= WHAT TO WORK ON =
Without leaving out a single line, restate the entries below exactly.

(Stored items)
__________________________________________________
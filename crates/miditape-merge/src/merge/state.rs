//! Mutable state owned by a single merge call.

use crate::error::{MergeError, MergeResult};
use crate::event::{Event, Track};
use crate::tempo::TempoTracker;

/// Output tracks addressed by index.
///
/// Tracks are only ever created through [`TrackSet::ensure`], which appends
/// empty tracks up to and including the requested index.
#[derive(Debug, Default)]
pub(crate) struct TrackSet<'a> {
    tracks: Vec<Track<'a>>,
}

impl<'a> TrackSet<'a> {
    /// Creates the track at `index` (and any missing ones below it) if absent.
    ///
    /// Returns `true` when the track at `index` did not exist before.
    pub fn ensure(&mut self, index: usize) -> bool {
        if index < self.tracks.len() {
            return false;
        }
        self.tracks.resize_with(index + 1, Track::new);
        true
    }

    /// Appends an event to an existing track.
    pub fn push(&mut self, index: usize, event: Event<'a>) {
        self.tracks[index].push(event);
    }

    /// Appends a marker spanning `ticks` to an existing track.
    pub fn push_marker(&mut self, index: usize, ticks: u64) -> MergeResult<()> {
        let delta = delta_for(index, self.tracks[index].len(), ticks)?;
        self.push(index, Event::marker(delta));
        Ok(())
    }

    pub fn len(&self) -> usize {
        self.tracks.len()
    }

    pub fn is_empty(&self) -> bool {
        self.tracks.is_empty()
    }

    pub fn into_tracks(self) -> Vec<Track<'a>> {
        self.tracks
    }
}

/// Narrows an accumulated tick count to an event delta.
pub(crate) fn delta_for(track: usize, event: usize, ticks: u64) -> MergeResult<u32> {
    u32::try_from(ticks).map_err(|_| {
        MergeError::malformed_event(track, event, format!("{} ticks overflow a delta", ticks))
    })
}

/// Accumulators threaded through the whole merge.
#[derive(Debug, Default)]
pub(crate) struct MergeState<'a> {
    /// Running length of the primary track over all merged files and gaps.
    pub cumulative_duration: u64,
    /// Last end-of-track time seen on a lyric track.
    pub lyric_duration: u64,
    pub tempo: TempoTracker,
    pub tracks: TrackSet<'a>,
}

impl<'a> MergeState<'a> {
    pub fn new() -> Self {
        Self::default()
    }
}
__________________________________________________
= RESPONSE TO THIS TASK =
filename crates/miditape-merge/src/merge/state.rs
//! Mutable state owned by a single merge call.

use crate::error::{MergeError, MergeResult};
use crate::event::{Event, Track};
use crate::tempo::TempoTracker;

/// Output tracks addressed by index.
///
/// Tracks are only ever created through [`TrackSet::ensure`], which appends
/// empty tracks up to and including the requested index.
#[derive(Debug, Default)]
pub(crate) struct TrackSet<'a> {
    tracks: Vec<Track<'a>>,
}

impl<'a> TrackSet<'a> {
    /// Creates the track at `index` (and any missing ones below it) if absent.
    ///
    /// Returns `true` when the track at `index` did not exist before.
    pub fn ensure(&mut self, index: usize) -> bool {
        if index < self.tracks.len() {
            return false;
        }
        self.tracks.resize_with(index + 1, Track::new);
        true
    }

    /// Appends an event to an existing track.
    pub fn push(&mut self, index: usize, event: Event<'a>) {
        self.tracks[index].push(event);
    }

    /// Appends a marker spanning `ticks` to an existing track.
    pub fn push_marker(&mut self, index: usize, ticks: u64) -> MergeResult<()> {
        let delta = delta_for(index, self.tracks[index].len(), ticks)?;
        self.push(index, Event::marker(delta));
        Ok(())
    }

    pub fn len(&self) -> usize {
        self.tracks.len()
    }

    pub fn is_empty(&self) -> bool {
        self.tracks.is_empty()
    }

    pub fn into_tracks(self) -> Vec<Track<'a>> {
        self.tracks
    }
}

/// Narrows an accumulated tick count to an event delta.
pub(crate) fn delta_for(track: usize, event: usize, ticks: u64) -> MergeResult<u32> {
    u32::try_from(ticks).map_err(|_| {
        MergeError::malformed_event(track, event, format!("{} ticks overflow a delta", ticks))
    })
}

/// Accumulators threaded through the whole merge.
#[derive(Debug, Default)]
pub(crate) struct MergeState<'a> {
    /// Running length of the primary track over all merged files and gaps.
    pub cumulative_duration: u64,
    /// Last end-of-track time seen on a lyric track.
    pub lyric_duration: u64,
    pub tempo: TempoTracker,
    pub tracks: TrackSet<'a>,
}

impl<'a> MergeState<'a> {
    pub fn new() -> Self {
        Self::default()
    }
}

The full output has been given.